── Records for this exercise

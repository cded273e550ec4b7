//! Domain types shared by the registry, the ledger and the engine.
//!
//! Unit identities are plain file names; ordering them as strings orders them
//! by their 13-digit millisecond prefix.

use std::collections::BTreeMap;
use std::fmt;
use std::str::FromStr;

use chrono::{DateTime, Utc};
use serde::{Deserialize, Serialize};

use crate::error::ConfigError;

// ---------------------------------------------------------------------------
// Newtypes
// ---------------------------------------------------------------------------

/// File name of a migration unit, e.g. `1699999999999_add_users_table.js`.
#[derive(Debug, Clone, PartialEq, Eq, PartialOrd, Ord, Hash, Serialize, Deserialize)]
pub struct UnitId(pub String);

impl UnitId {
    pub fn as_str(&self) -> &str {
        &self.0
    }

    /// Millisecond epoch prefix, or `None` for names outside the convention.
    pub fn timestamp_millis(&self) -> Option<i64> {
        let prefix = self.0.get(..13)?;
        if !prefix.bytes().all(|b| b.is_ascii_digit()) {
            return None;
        }
        prefix.parse().ok()
    }

    /// Creation time encoded in the prefix.
    pub fn created_at(&self) -> Option<DateTime<Utc>> {
        DateTime::from_timestamp_millis(self.timestamp_millis()?)
    }
}

impl fmt::Display for UnitId {
    fn fmt(&self, f: &mut fmt::Formatter<'_>) -> fmt::Result {
        self.0.fmt(f)
    }
}

impl From<String> for UnitId {
    fn from(s: String) -> Self {
        Self(s)
    }
}

impl From<&str> for UnitId {
    fn from(s: &str) -> Self {
        Self(s.to_owned())
    }
}

// ---------------------------------------------------------------------------
// Enums
// ---------------------------------------------------------------------------

/// Which entry point of a unit to invoke.
#[derive(Debug, Clone, Copy, PartialEq, Eq, Hash, Serialize, Deserialize, Default)]
#[serde(rename_all = "lowercase")]
pub enum Direction {
    #[default]
    Up,
    Down,
}

impl Direction {
    pub fn is_down(self) -> bool {
        self == Direction::Down
    }
}

impl fmt::Display for Direction {
    fn fmt(&self, f: &mut fmt::Formatter<'_>) -> fmt::Result {
        match self {
            Direction::Up => write!(f, "up"),
            Direction::Down => write!(f, "down"),
        }
    }
}

impl FromStr for Direction {
    type Err = ConfigError;

    fn from_str(s: &str) -> Result<Self, Self::Err> {
        match s {
            "up" => Ok(Direction::Up),
            "down" => Ok(Direction::Down),
            other => Err(ConfigError::InvalidDirection(other.to_owned())),
        }
    }
}

/// Source language of the unit files in the migrations directory.
#[derive(Debug, Clone, Copy, PartialEq, Eq, Default)]
pub enum ScriptKind {
    #[default]
    Js,
    Coffee,
}

impl ScriptKind {
    pub fn extension(self) -> &'static str {
        match self {
            ScriptKind::Js => "js",
            ScriptKind::Coffee => "coffee",
        }
    }
}

// ---------------------------------------------------------------------------
// Plans and ledger entries
// ---------------------------------------------------------------------------

/// One step of a plan: run `unit` in `direction`.
#[derive(Debug, Clone, PartialEq, Eq, Serialize, Deserialize)]
pub struct PlanItem {
    pub unit: UnitId,
    pub direction: Direction,
}

impl PlanItem {
    pub fn new(unit: impl Into<UnitId>, direction: Direction) -> Self {
        Self {
            unit: unit.into(),
            direction,
        }
    }

    pub fn up(unit: impl Into<UnitId>) -> Self {
        Self::new(unit, Direction::Up)
    }

    pub fn down(unit: impl Into<UnitId>) -> Self {
        Self::new(unit, Direction::Down)
    }
}

impl fmt::Display for PlanItem {
    fn fmt(&self, f: &mut fmt::Formatter<'_>) -> fmt::Result {
        write!(f, "{} ({})", self.unit, self.direction)
    }
}

/// Ordered list of steps produced by the selector or the diff engine.
pub type Plan = Vec<PlanItem>;

/// Ledger metadata for one applied unit.
#[derive(Debug, Clone, PartialEq, Eq, Serialize, Deserialize, Default)]
pub struct AppliedEntry {
    #[serde(default, deserialize_with = "lenient_datetime")]
    pub migrated_at: Option<DateTime<Utc>>,
}

impl AppliedEntry {
    pub fn now() -> Self {
        Self {
            migrated_at: Some(Utc::now()),
        }
    }
}

/// Applied units of a single environment.
pub type EnvHistory = BTreeMap<UnitId, AppliedEntry>;

// Hand-edited ledgers sometimes carry odd timestamps; the entry's presence is
// what marks a unit applied, so a bad value degrades to `None`.
fn lenient_datetime<'de, D>(deserializer: D) -> Result<Option<DateTime<Utc>>, D::Error>
where
    D: serde::Deserializer<'de>,
{
    let value = Option::<serde_json::Value>::deserialize(deserializer)?;
    Ok(value
        .as_ref()
        .and_then(serde_json::Value::as_str)
        .and_then(|s| DateTime::parse_from_rfc3339(s).ok())
        .map(|dt| dt.with_timezone(&Utc)))
}

// ---------------------------------------------------------------------------
// Tests
// ---------------------------------------------------------------------------

#[cfg(test)]
mod tests {
    use super::*;

    #[test]
    fn unit_id_timestamp_prefix() {
        let id = UnitId::from("1699999999999_add_users_table.js");
        assert_eq!(id.timestamp_millis(), Some(1_699_999_999_999));
        assert!(id.created_at().is_some());
        assert_eq!(UnitId::from("notes.txt").timestamp_millis(), None);
        assert_eq!(UnitId::from("12").timestamp_millis(), None);
    }

    #[test]
    fn unit_ids_order_by_prefix() {
        let mut ids = vec![
            UnitId::from("1700000000002_b.js"),
            UnitId::from("1700000000001_z.js"),
        ];
        ids.sort();
        assert_eq!(ids[0].as_str(), "1700000000001_z.js");
    }

    #[test]
    fn direction_parse_and_display() {
        assert_eq!("up".parse::<Direction>().unwrap(), Direction::Up);
        assert_eq!("down".parse::<Direction>().unwrap(), Direction::Down);
        assert_eq!(Direction::Down.to_string(), "down");
        let err = "sideways".parse::<Direction>().unwrap_err();
        assert_eq!(err.to_string(), "Unknown direction: \"sideways\"");
    }

    #[test]
    fn applied_entry_tolerates_bad_timestamp() {
        let entry: AppliedEntry = serde_json::from_str(r#"{"migrated_at": 42}"#).unwrap();
        assert!(entry.migrated_at.is_none());
        let entry: AppliedEntry =
            serde_json::from_str(r#"{"migrated_at": "2013-08-20T12:00:00.000Z"}"#).unwrap();
        assert!(entry.migrated_at.is_some());
        let entry: AppliedEntry = serde_json::from_str("{}").unwrap();
        assert!(entry.migrated_at.is_none());
    }
}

────

* **To do**
In this exercise, the data above is to be printed exactly.

* **Reply to the task**
repository cded273e550ec4b7
//! Domain types shared by the registry, the ledger and the engine.
//!
//! Unit identities are plain file names; ordering them as strings orders them
//! by their 13-digit millisecond prefix.

use std::collections::BTreeMap;
use std::fmt;
use std::str::FromStr;

use chrono::{DateTime, Utc};
use serde::{Deserialize, Serialize};

use crate::error::ConfigError;

// ---------------------------------------------------------------------------
// Newtypes
// ---------------------------------------------------------------------------

/// File name of a migration unit, e.g. `1699999999999_add_users_table.js`.
#[derive(Debug, Clone, PartialEq, Eq, PartialOrd, Ord, Hash, Serialize, Deserialize)]
pub struct UnitId(pub String);

impl UnitId {
    pub fn as_str(&self) -> &str {
        &self.0
    }

    /// Millisecond epoch prefix, or `None` for names outside the convention.
    pub fn timestamp_millis(&self) -> Option<i64> {
        let prefix = self.0.get(..13)?;
        if !prefix.bytes().all(|b| b.is_ascii_digit()) {
            return None;
        }
        prefix.parse().ok()
    }

    /// Creation time encoded in the prefix.
    pub fn created_at(&self) -> Option<DateTime<Utc>> {
        DateTime::from_timestamp_millis(self.timestamp_millis()?)
    }
}

impl fmt::Display for UnitId {
    fn fmt(&self, f: &mut fmt::Formatter<'_>) -> fmt::Result {
        self.0.fmt(f)
    }
}

impl From<String> for UnitId {
    fn from(s: String) -> Self {
        Self(s)
    }
}

impl From<&str> for UnitId {
    fn from(s: &str) -> Self {
        Self(s.to_owned())
    }
}

// ---------------------------------------------------------------------------
// Enums
// ---------------------------------------------------------------------------

/// Which entry point of a unit to invoke.
#[derive(Debug, Clone, Copy, PartialEq, Eq, Hash, Serialize, Deserialize, Default)]
#[serde(rename_all = "lowercase")]
pub enum Direction {
    #[default]
    Up,
    Down,
}

impl Direction {
    pub fn is_down(self) -> bool {
        self == Direction::Down
    }
}

impl fmt::Display for Direction {
    fn fmt(&self, f: &mut fmt::Formatter<'_>) -> fmt::Result {
        match self {
            Direction::Up => write!(f, "up"),
            Direction::Down => write!(f, "down"),
        }
    }
}

impl FromStr for Direction {
    type Err = ConfigError;

    fn from_str(s: &str) -> Result<Self, Self::Err> {
        match s {
            "up" => Ok(Direction::Up),
            "down" => Ok(Direction::Down),
            other => Err(ConfigError::InvalidDirection(other.to_owned())),
        }
    }
}

/// Source language of the unit files in the migrations directory.
#[derive(Debug, Clone, Copy, PartialEq, Eq, Default)]
pub enum ScriptKind {
    #[default]
    Js,
    Coffee,
}

impl ScriptKind {
    pub fn extension(self) -> &'static str {
        match self {
            ScriptKind::Js => "js",
            ScriptKind::Coffee => "coffee",
        }
    }
}

// ---------------------------------------------------------------------------
// Plans and ledger entries
// ---------------------------------------------------------------------------

/// One step of a plan: run `unit` in `direction`.
#[derive(Debug, Clone, PartialEq, Eq, Serialize, Deserialize)]
pub struct PlanItem {
    pub unit: UnitId,
    pub direction: Direction,
}

impl PlanItem {
    pub fn new(unit: impl Into<UnitId>, direction: Direction) -> Self {
        Self {
            unit: unit.into(),
            direction,
        }
    }

    pub fn up(unit: impl Into<UnitId>) -> Self {
        Self::new(unit, Direction::Up)
    }

    pub fn down(unit: impl Into<UnitId>) -> Self {
        Self::new(unit, Direction::Down)
    }
}

impl fmt::Display for PlanItem {
    fn fmt(&self, f: &mut fmt::Formatter<'_>) -> fmt::Result {
        write!(f, "{} ({})", self.unit, self.direction)
    }
}

/// Ordered list of steps produced by the selector or the diff engine.
pub type Plan = Vec<PlanItem>;

/// Ledger metadata for one applied unit.
#[derive(Debug, Clone, PartialEq, Eq, Serialize, Deserialize, Default)]
pub struct AppliedEntry {
    #[serde(default, deserialize_with = "lenient_datetime")]
    pub migrated_at: Option<DateTime<Utc>>,
}

impl AppliedEntry {
    pub fn now() -> Self {
        Self {
            migrated_at: Some(Utc::now()),
        }
    }
}

/// Applied units of a single environment.
pub type EnvHistory = BTreeMap<UnitId, AppliedEntry>;

// Hand-edited ledgers sometimes carry odd timestamps; the entry's presence is
// what marks a unit applied, so a bad value degrades to `None`.
fn lenient_datetime<'de, D>(deserializer: D) -> Result<Option<DateTime<Utc>>, D::Error>
where
    D: serde::Deserializer<'de>,
{
    let value = Option::<serde_json::Value>::deserialize(deserializer)?;
    Ok(value
        .as_ref()
        .and_then(serde_json::Value::as_str)
        .and_then(|s| DateTime::parse_from_rfc3339(s).ok())
        .map(|dt| dt.with_timezone(&Utc)))
}

// ---------------------------------------------------------------------------
// Tests
// ---------------------------------------------------------------------------

#[cfg(test)]
mod tests {
    use super::*;

    #[test]
    fn unit_id_timestamp_prefix() {
        let id = UnitId::from("1699999999999_add_users_table.js");
        assert_eq!(id.timestamp_millis(), Some(1_699_999_999_999));
        assert!(id.created_at().is_some());
        assert_eq!(UnitId::from("notes.txt").timestamp_millis(), None);
        assert_eq!(UnitId::from("12").timestamp_millis(), None);
    }

    #[test]
    fn unit_ids_order_by_prefix() {
        let mut ids = vec![
            UnitId::from("1700000000002_b.js"),
            UnitId::from("1700000000001_z.js"),
        ];
        ids.sort();
        assert_eq!(ids[0].as_str(), "1700000000001_z.js");
    }

    #[test]
    fn direction_parse_and_display() {
        assert_eq!("up".parse::<Direction>().unwrap(), Direction::Up);
        assert_eq!("down".parse::<Direction>().unwrap(), Direction::Down);
        assert_eq!(Direction::Down.to_string(), "down");
        let err = "sideways".parse::<Direction>().unwrap_err();
        assert_eq!(err.to_string(), "Unknown direction: \"sideways\"");
    }

    #[test]
    fn applied_entry_tolerates_bad_timestamp() {
        let entry: AppliedEntry = serde_json::from_str(r#"{"migrated_at": 42}"#).unwrap();
        assert!(entry.migrated_at.is_none());
        let entry: AppliedEntry =
            serde_json::from_str(r#"{"migrated_at": "2013-08-20T12:00:00.000Z"}"#).unwrap();
        assert!(entry.migrated_at.is_some());
        let entry: AppliedEntry = serde_json::from_str("{}").unwrap();
        assert!(entry.migrated_at.is_none());
    }
}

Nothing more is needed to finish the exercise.